Enfin, elles jouent un rôle croissant dans la relation avec les opérateurs privés de bornes de recharge : négociation des conditions d’implantation sur le domaine public, suivi de la qualité de service, traitement des réclamations des usagers. Une mission de régulation locale qui suppose une vraie maîtrise du cadre juridique et contractuel.
Le saviez-vous ?
La borne de recharge est bien plus qu'une prise. Pour les habitants d'une commune, disposer d'une infrastructure de recharge publique accessible, c'est la condition concrète pour franchir le pas vers le véhicule électrique. Sans borne à proximité, pas de passage à l'électrique : c'est aussi simple que ça.
En favorisant l'électromobilité sur leur territoire, les collectivités contribuent directement à la qualité de vie de leurs habitants: moins de bruit, moins de pollution atmosphérique en centre-ville et une facture énergétique allégée pour les ménages : un trajet de 100 km en électrique coûte en moyenne 2 à 3 euros, contre 11 euros en diesel. En déployant des bornes sur leur territoire, les collectivités ne font pas que répondre à des objectifs nationaux : elles agissent concrètement pour le pouvoir d'achat et le cadre de vie de leurs habitants.

Des compétences à construire rapidement
Cette diversité de missions est exigeante. Elle suppose des élus et des agents territoriaux une montée en compétence rapide sur des sujets qui, il y a encore quelques années, n’existaient pas dans les formations initiales. Maîtriser les règles de raccordement au réseau de distribution, comprendre les montages financiers mobilisables, piloter un appel d’offres IRVE, dialoguer avec les gestionnaires de réseaux et les opérateurs de mobilité… Des compétences qui ne s’improvisent pas.
Pour les collectivités qui n’anticipent pas la complexité technique et financière des projets d’infrastructures de recharge, le risque est de passer à côté des dispositifs de financement ou de déployer des bornes qui ne correspondent pas aux besoins réels des usagers.
Programme Advenir : passer de l’intention à l’action
C’est précisément pour répondre à ce besoin que le programme Advenir Formations accompagne gratuitement les élus et acteurs locaux dans la mise en œuvre de projets de mobilité électrique concrets.
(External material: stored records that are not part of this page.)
//! Schema resolver
//!
//! Decides which prompt and tag columns an instance contributes, based on its
//! form id and the lookup table, and lays its record out as a row.
//!
//! Column order is fixed per schema: the base columns, then declared tags in
//! declaration order, then five metric columns per declared prompt in the
//! suffix order `_c, _t, _v, _d, _b`.

use crate::lookup::LookupTable;
use crate::types::{InstanceRecord, Millis, PromptMetrics};

/// Columns every row carries, in order
pub const BASE_COLUMNS: [&str; 14] = [
    "instance_id",
    "form_id",
    "form_title",
    "log_version",
    "submission_bytes",
    "log_bytes",
    "photo_bytes",
    "total_active_time_ms",
    "total_break_time_ms",
    "total_paused_time_ms",
    "total_swipe_events",
    "screen_count",
    "save_count",
    "relation_self_destruct",
];

/// Per-prompt column suffixes: constraints, active time, visits, changes, breaks
pub const PROMPT_SUFFIXES: [&str; 5] = ["_c", "_t", "_v", "_d", "_b"];

/// The columns one instance contributes
#[derive(Debug, Clone, PartialEq, Eq)]
pub struct ResolvedSchema {
    pub form_id: String,
    pub form_title: String,
    pub prompts: Vec<String>,
    pub tags: Vec<String>,
    /// Per-form break threshold, when the lookup entry sets one
    pub break_threshold_ms: Option<Millis>,
    /// False when the lookup table had no entry and only base columns apply
    pub declared: bool,
    missing_marker: String,
}

impl ResolvedSchema {
    /// The aggregate-only schema used for forms without a lookup entry
    pub fn fallback(form_id: impl Into<String>, missing_marker: impl Into<String>) -> Self {
        Self {
            form_id: form_id.into(),
            form_title: String::new(),
            prompts: Vec::new(),
            tags: Vec::new(),
            break_threshold_ms: None,
            declared: false,
            missing_marker: missing_marker.into(),
        }
    }

    /// Ordered column names
    pub fn columns(&self) -> Vec<String> {
        let mut columns: Vec<String> = BASE_COLUMNS.iter().map(|c| c.to_string()).collect();
        columns.extend(self.tags.iter().cloned());
        for prompt in &self.prompts {
            columns.extend(PROMPT_SUFFIXES.iter().map(|suffix| format!("{}{}", prompt, suffix)));
        }
        columns
    }

    /// Lay a record out in column order
    pub fn row(&self, record: &InstanceRecord) -> Vec<String> {
        let mut row = vec![
            record.instance_id.clone(),
            record.form_id.clone(),
            record.form_title.clone(),
            record
                .log_version
                .clone()
                .unwrap_or_else(|| self.missing_marker.clone()),
            record.file_sizes.submission.to_string(),
            record.file_sizes.log.to_string(),
            record.file_sizes.photo.to_string(),
            record.total_active_time_ms.to_string(),
            record.total_break_time_ms.to_string(),
            record.total_paused_time_ms.to_string(),
            record.total_swipe_events.to_string(),
            record.screen_count.to_string(),
            record.save_count.to_string(),
            record.relation_self_destruct.to_string(),
        ];

        for tag in &self.tags {
            row.push(
                record
                    .tag_values
                    .get(tag)
                    .cloned()
                    .unwrap_or_else(|| self.missing_marker.clone()),
            );
        }

        for prompt in &self.prompts {
            match record.prompt_metrics.get(prompt) {
                Some(metrics) => row.extend(metric_cells(metrics)),
                None => row.extend(PROMPT_SUFFIXES.iter().map(|_| self.missing_marker.clone())),
            }
        }

        row
    }
}

fn metric_cells(metrics: &PromptMetrics) -> [String; 5] {
    [
        metrics.constraint_count.to_string(),
        metrics.active_time_ms.to_string(),
        metrics.visits.to_string(),
        metrics.change_count.to_string(),
        metrics.break_time_ms.to_string(),
    ]
}

/// Resolves form ids to schemas against a lookup table
#[derive(Debug, Clone, Copy)]
pub struct SchemaResolver<'a> {
    lookup: &'a LookupTable,
    missing_marker: &'a str,
}

impl<'a> SchemaResolver<'a> {
    pub fn new(lookup: &'a LookupTable, missing_marker: &'a str) -> Self {
        Self {
            lookup,
            missing_marker,
        }
    }

    /// Resolve the schema for a form id
    ///
    /// Forms without a lookup entry get the aggregate-only fallback; the caller
    /// reports that (it knows which instance is affected).
    pub fn resolve(&self, form_id: &str) -> ResolvedSchema {
        match self.lookup.get(form_id) {
            Some(form) => ResolvedSchema {
                form_id: form.form_id.clone(),
                form_title: form.form_title.clone(),
                prompts: form.prompts.clone(),
                tags: form.tags.clone(),
                break_threshold_ms: form.break_threshold_ms,
                declared: true,
                missing_marker: self.missing_marker.to_string(),
            },
            None => ResolvedSchema::fallback(form_id, self.missing_marker),
        }
    }
}

#[cfg(test)]
mod tests {
    use super::*;
    use crate::lookup::FormSchema;
    use crate::types::FileSizes;
    use std::collections::BTreeMap;

    fn lookup() -> LookupTable {
        let mut table = LookupTable::new();
        table.add_form(
            FormSchema::new("HQ-v12", "Household")
                .with_prompts(["age", "sex"])
                .with_tags(["province"])
                .with_break_threshold_ms(20_000),
        );
        table
    }

    fn record() -> InstanceRecord {
        let mut prompt_metrics = BTreeMap::new();
        prompt_metrics.insert(
            "age".to_string(),
            PromptMetrics {
                visits: 2,
                active_time_ms: 4_500,
                break_time_ms: 12_000,
                constraint_count: 1,
                change_count: 3,
            },
        );
        let mut tag_values = BTreeMap::new();
        tag_values.insert("province".to_string(), "Kinshasa".to_string());

        InstanceRecord {
            instance_id: "uuid:1234".to_string(),
            form_id: "HQ-v12".to_string(),
            form_title: "Household".to_string(),
            log_version: Some("v1.0".to_string()),
            file_sizes: FileSizes { submission: 2048, log: 512, photo: 0 },
            total_active_time_ms: 4_500,
            total_break_time_ms: 12_000,
            total_paused_time_ms: 0,
            total_swipe_events: 7,
            screen_count: 2,
            save_count: 1,
            relation_self_destruct: 0,
            prompt_metrics,
            tag_values,
            uncaptured_prompts: Vec::new(),
        }
    }

    #[test]
    fn test_declared_schema_columns() {
        let table = lookup();
        let schema = SchemaResolver::new(&table, "").resolve("HQ-v12");
        assert!(schema.declared);
        assert_eq!(schema.break_threshold_ms, Some(20_000));

        let columns = schema.columns();
        assert_eq!(columns.len(), BASE_COLUMNS.len() + 1 + 2 * 5);
        assert_eq!(columns[0], "instance_id");
        assert_eq!(columns[BASE_COLUMNS.len()], "province");
        assert_eq!(
            &columns[BASE_COLUMNS.len() + 1..],
            &["age_c", "age_t", "age_v", "age_d", "age_b", "sex_c", "sex_t", "sex_v", "sex_d", "sex_b"]
        );
    }

    #[test]
    fn test_columns_are_unique_for_repeated_declarations() {
        let mut table = LookupTable::new();
        table.add_form(
            FormSchema::new("HQ-v12", "Household")
                .with_prompts(["age", "age"])
                .with_tags(["province", "province", "form_id"]),
        );
        let columns = SchemaResolver::new(&table, "").resolve("HQ-v12").columns();

        let unique: std::collections::HashSet<&String> = columns.iter().collect();
        assert_eq!(unique.len(), columns.len());
        assert_eq!(columns.len(), BASE_COLUMNS.len() + 1 + 5);
    }

    #[test]
    fn test_fallback_schema_has_only_base_columns() {
        let table = lookup();
        let schema = SchemaResolver::new(&table, "").resolve("UNKNOWN");
        assert!(!schema.declared);
        assert_eq!(schema.form_id, "UNKNOWN");
        assert_eq!(schema.columns(), BASE_COLUMNS.to_vec());
    }

    #[test]
    fn test_row_layout() {
        let table = lookup();
        let schema = SchemaResolver::new(&table, "NA").resolve("HQ-v12");
        let row = schema.row(&record());
        assert_eq!(row.len(), schema.columns().len());
        assert_eq!(
            row,
            vec![
                "uuid:1234", "HQ-v12", "Household", "v1.0", "2048", "512", "0", "4500", "12000",
                "0", "7", "2", "1", "0", "Kinshasa", "1", "4500", "2", "3", "12000", "NA", "NA",
                "NA", "NA", "NA",
            ]
        );
    }

    #[test]
    fn test_row_with_missing_values() {
        let table = lookup();
        let schema = SchemaResolver::new(&table, "").resolve("HQ-v12");
        let mut record = record();
        record.log_version = None;
        record.tag_values.clear();
        let row = schema.row(&record);
        assert_eq!(row[3], "");
        assert_eq!(row[BASE_COLUMNS.len()], "");
    }
}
La formation dédiée aux collectivités, est organisée autour de deux modules complémentaires, disponibles en présentiel ou en webinaire, et financés à 100 % par les Certificats d'économies d'énergie.
Introductif, le premier module pose les bases. Il permet d'acquérir une vision globale des défis et des opportunités liés à la mobilité électrique : bénéfices pour le territoire, cadre réglementaire (décret IRVE, règlement AFIR, obligations de verdissement des flottes), dispositifs d'aides mobilisables et retours d'expérience d'autres collectivités.
A la fois plus avancé et plus opérationnel, le second module est destiné aux agents souhaitant passer à l'action. Il permet de structurer un projet complet de déploiement sur le domaine public : diagnostic territorial, définition du projet, montage du marché public, suivi de l'exécution, et mise en pratique sur des cas concrets incluant la constitution d'un dossier de demande de prime Advenir.
À l'heure où le gouvernement sélectionne ses "100 territoires d'électrification" pionniers, les collectivités qui auront investi dans la montée en compétence de leurs équipes seront les mieux armées pour organiser une transition vers la mobilité électrique qui réponde aux besoins et aux contraintes de leurs territoires.